New Jersey Bill Requiring Insurers Explain BI Policies Lands on Governor’s Desk
A New Jersey bill that requires insurers issuing business interruption policies in the state provide policyholders with a summary of coverage for loss of use and occupancy of a commercial property has passed the state Senate and Assembly. It now awaits Governor Phil Murphy’s signature.
The bill – A-4805 – was introduced in October of last year and aims to achieve greater transparency between insurers and their clients during the ongoing COVID-19 pandemic.
If passed, it requires that The New Jersey Department of Banking and Insurance publish on its website a one-page summary of common insurance clauses regarding coverage for loss of use and occupancy of a commercial property and business interruption that may be used in a commercial insurance policy.
According to the bill, the summary is required to be published on the department’s website within 90 days of the legislation’s enactment. It should be developed through a public stakeholder process and be written in easily understandable language, as well as include information concerning common coverage triggers, examples of perils typically covered and a summary of common exclusions.
The bill also says a statement reminding policyholders their insurance policy may not cover pandemics or viruses should be “in a prominent place in the summary.”
Under the bill, authorized insurers are required to provide this summary to potential clients as well as any policyholder seeking renewal of a policy that provides coverage for loss of use and occupancy of a commercial property and busines interruption in New Jersey. Any insurer issuing this type of policy in New Jersey that is in effect on the date the summary is published on the department’s website is considered an authorized insurer under the bill. The summary should be delivered to each policyholder either in writing or electronically within 90 days of its publication on the department’s website.
The bill’s primary sponsors are Assemblyman Roy Freiman, Assemblyman P. Christopher Tully and Assemblyman Joe Danielsen.
The American Property Casualty Insurance Association (APCIA), a national insurance industry trade association, expressed its support for the bill, saying it provides an opportunity for insurers to better educate consumers about their insurance policies.
“Insurers are committed to helping their customers fully understand their business interruption policies and the coverage options available to them, especially in the midst of a pandemic,” Alison Cooper, vice president of state government relations for APCIA, said in a prepared statement.
This bill comes amid an ongoing effort between insurers and policyholders to find clarity regarding pandemic-related business interruption coverage.

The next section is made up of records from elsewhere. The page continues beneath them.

//! Database retry logic
//!
//! Exponential backoff for transient SQLite lock contention. Outbox writes, gallery
//! updates and topology reloads all go through here so that a busy writer delays them
//! instead of failing them.

use std::time::{Duration, Instant};
use vigil_common::{Error, Result};

const INITIAL_BACKOFF_MS: u64 = 10;
const MAX_BACKOFF_MS: u64 = 1000;

/// Retry a database operation with exponential backoff until `max_wait_ms` elapses.
///
/// Only lock contention (see [`Error::is_lock_contention`]) is retried; any other error
/// is returned on the first attempt. Backoff starts at 10ms and doubles up to 1s.
///
/// # Arguments
/// * `operation_name` - Name for logging (e.g. "outbox enqueue", "topology reload")
/// * `max_wait_ms` - Maximum total time to keep retrying
/// * `operation` - Async closure that performs the database operation
pub async fn retry_on_lock<F, Fut, T>(
    operation_name: &str,
    max_wait_ms: u64,
    mut operation: F,
) -> Result<T>
where
    F: FnMut() -> Fut,
    Fut: std::future::Future<Output = Result<T>>,
{
    let start_time = Instant::now();
    let max_duration = Duration::from_millis(max_wait_ms);
    let mut attempt = 0u32;
    let mut backoff_ms = INITIAL_BACKOFF_MS;

    loop {
        attempt += 1;

        match operation().await {
            Ok(result) => {
                if attempt > 1 {
                    tracing::debug!(
                        operation = operation_name,
                        attempt,
                        elapsed_ms = start_time.elapsed().as_millis() as u64,
                        "Database operation succeeded after retry"
                    );
                }
                return Ok(result);
            }
            Err(err) if !err.is_lock_contention() => return Err(err),
            Err(err) => {
                let elapsed = start_time.elapsed();
                if elapsed >= max_duration {
                    tracing::error!(
                        operation = operation_name,
                        attempt,
                        elapsed_ms = elapsed.as_millis() as u64,
                        max_wait_ms,
                        error = %err,
                        "Database operation failed: max retry time exceeded"
                    );
                    return Err(Error::Internal(format!(
                        "{}: database locked after {} attempts ({} ms elapsed, max {} ms)",
                        operation_name,
                        attempt,
                        elapsed.as_millis(),
                        max_wait_ms
                    )));
                }

                let remaining = max_duration.saturating_sub(elapsed);
                let delay = Duration::from_millis(backoff_ms).min(remaining);

                tracing::warn!(
                    operation = operation_name,
                    attempt,
                    delay_ms = delay.as_millis() as u64,
                    "Database locked, retrying"
                );

                tokio::time::sleep(delay).await;
                backoff_ms = (backoff_ms * 2).min(MAX_BACKOFF_MS);
            }
        }
    }
}
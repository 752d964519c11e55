//! Shared fixtures for vigil-reid integration tests

#![allow(dead_code)]

use async_trait::async_trait;
use chrono::{DateTime, TimeZone, Utc};
use parking_lot::Mutex;
use serde_json::Value;
use sqlx::SqlitePool;
use std::collections::HashSet;
use std::sync::Arc;
use vigil_common::db::{create_schema, init_memory_database};
use vigil_common::events::{Scope, Topic};
use vigil_common::ManualClock;
use vigil_reid::config::TrackingConfig;
use vigil_reid::publisher::{PublishError, ScopePublisher};
use vigil_reid::topology::{
    CameraEdge, CameraTopology, CameraZone, TopologyConfig, TopologyHandle,
};
use vigil_reid::tracking::{Sighting, TrackingEngine};

pub fn t0() -> DateTime<Utc> {
    Utc.with_ymd_and_hms(2026, 3, 1, 9, 0, 0).unwrap()
}

pub async fn test_pool() -> SqlitePool {
    let pool = init_memory_database().await.unwrap();
    create_schema(&pool).await.unwrap();
    pool
}

/// lobby, hall (zone z1) and dock (zone z2)
///
/// lobby ↔ hall bounded at 12s, lobby ↔ dock bounded at 10s, hall → dock unbounded.
/// Same-zone cameras are not implicit neighbors.
pub fn site_topology() -> TopologyConfig {
    TopologyConfig {
        same_zone_is_neighbor: false,
        cameras: vec![
            CameraZone { id: "lobby".into(), zone: "z1".into() },
            CameraZone { id: "hall".into(), zone: "z1".into() },
            CameraZone { id: "dock".into(), zone: "z2".into() },
        ],
        edges: vec![
            CameraEdge {
                from: "lobby".into(),
                to: "hall".into(),
                travel_seconds: Some(12.0),
                bidirectional: true,
            },
            CameraEdge {
                from: "lobby".into(),
                to: "dock".into(),
                travel_seconds: Some(10.0),
                bidirectional: true,
            },
            CameraEdge {
                from: "hall".into(),
                to: "dock".into(),
                travel_seconds: None,
                bidirectional: false,
            },
        ],
    }
}

pub fn site_handle() -> TopologyHandle {
    TopologyHandle::new(CameraTopology::from_config(&site_topology()))
}

pub fn engine_at(clock: Arc<ManualClock>) -> TrackingEngine {
    TrackingEngine::new(site_handle(), TrackingConfig::default(), clock)
}

pub fn sighting(
    person: &str,
    camera: &str,
    zone: &str,
    similarity: f32,
    seen_at: DateTime<Utc>,
) -> Sighting {
    Sighting {
        person_id: person.to_string(),
        profile_id: 1,
        similarity,
        camera_id: Some(camera.to_string()),
        zone_id: Some(zone.to_string()),
        seen_at,
    }
}

/// One publish call as seen by [`RecordingPublisher`]
#[derive(Debug, Clone, PartialEq)]
pub struct Published {
    pub scope: Scope,
    pub topic: Topic,
    pub event: String,
    pub payload: Value,
}

/// Records publishes; events named in `failing` are rejected
#[derive(Default)]
pub struct RecordingPublisher {
    pub published: Mutex<Vec<Published>>,
    pub failing: Mutex<HashSet<String>>,
}

impl RecordingPublisher {
    pub fn failing_on(events: &[&str]) -> Self {
        let publisher = Self::default();
        publisher
            .failing
            .lock()
            .extend(events.iter().map(|e| e.to_string()));
        publisher
    }

    pub fn published(&self) -> Vec<Published> {
        self.published.lock().clone()
    }

    fn record(&self, scope: Scope, topic: Topic, event: &str, payload: Value) -> Result<(), PublishError> {
        if self.failing.lock().contains(event) {
            return Err(PublishError::Rejected(format!("{} refused", event)));
        }
        self.published.lock().push(Published {
            scope,
            topic,
            event: event.to_string(),
            payload,
        });
        Ok(())
    }
}

#[async_trait]
impl ScopePublisher for RecordingPublisher {
    async fn to_global(&self, topic: Topic, event: &str, payload: Value) -> Result<(), PublishError> {
        self.record(Scope::Global, topic, event, payload)
    }

    async fn to_user(&self, id: &str, topic: Topic, event: &str, payload: Value) -> Result<(), PublishError> {
        self.record(Scope::User(id.into()), topic, event, payload)
    }

    async fn to_operator(&self, id: &str, topic: Topic, event: &str, payload: Value) -> Result<(), PublishError> {
        self.record(Scope::Operator(id.into()), topic, event, payload)
    }

    async fn to_camera(&self, id: &str, topic: Topic, event: &str, payload: Value) -> Result<(), PublishError> {
        self.record(Scope::Camera(id.into()), topic, event, payload)
    }

    async fn to_role(&self, name: &str, topic: Topic, event: &str, payload: Value) -> Result<(), PublishError> {
        self.record(Scope::Role(name.into()), topic, event, payload)
    }

    async fn to_incident(&self, id: &str, topic: Topic, event: &str, payload: Value) -> Result<(), PublishError> {
        self.record(Scope::Incident(id.into()), topic, event, payload)
    }
}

Early in the pandemic, The New York State Department of Financial Services (DFS) made a similar effort toward transparency on this issue by instructing insurers to submit details of business interruption policies provided to insureds, as well as the coverage each policy offers regarding COVID-19.
The instructions were issued on March 10, 2020, to property/casualty insurers authorized in the state and asked insurers to send business interruption coverage explanations to each of their policyholders as well as to DFS, along with a representation that the explanations have been provided to policyholders.
“Given the potential impact of COVID-19 on business losses, particularly concentrated effects in local communities, DFS considers insurers’ obligations to policyholders a heightened priority,” DFS stated in its instructions to insurers last year.
New York and New Jersey aren’t the only states tackling the business interruption issue as it relates to the pandemic. A number of states have gone so far as to consider bills that would mandate business interruption insurers cover COVID-19-related losses, Insurance Journal previously reported.
In 2020, 16 states considered bills like this, but they were either defeated or not acted upon, according to APCIA figures.
An Insurance Journal survey found that the states with proposals pending in 2021 include California, New Jersey, New York, Oregon, Texas, Rhode Island and Pennsylvania. One state, Washington, recently defeated its 2021 measure.
While they differ in approach and language, the state proposals seek to require any commercial property insurance policy to cover business interruption losses due to global virus or pandemic. The bills seek to apply coverage retroactively to 2020 coronavirus claims and typically only apply to small businesses.
The insurance industry has pushed back against measures like this, saying the pay out for these losses would come at too high of a cost for the industry.
“While we’re sympathetic to the community, we support the carriers in saying that this was never intended,” Jason Ernest, CEO of professional trade association Insurance Agents & Brokers, told Insurance Journal last year.
He said this is because it’s difficult for insurers to predict the extent of impact for a virus of this type, and therefore, price the risk accordingly.
“When insurance is put in place, there’s a lot of data that predicts what’s going to happen, and it is priced accordingly,” he said. “If these types of [virus-related business interruption] claims were to be considered, the pricing would just be way out of line for what an average consumer would be able to afford to take on a risk of this type.”
Alexandra Roje, partner in Lathrop GPM’s insurance recovery practice, previously told Insurance Journal she believes taxpayers, insurers and policyholders will need to all share in bearing the risk from COVID-19.
“The impact and burden of COVID-19 on the U.S. economy is so large and so ubiquitous that it simply cannot be shouldered by any single source,” she said. “As a result, the question is not whether the burden is better handled by one entity or another; it is whether it can be handled at all. To that end, everyone, including insurers, needs to participate in the solution.”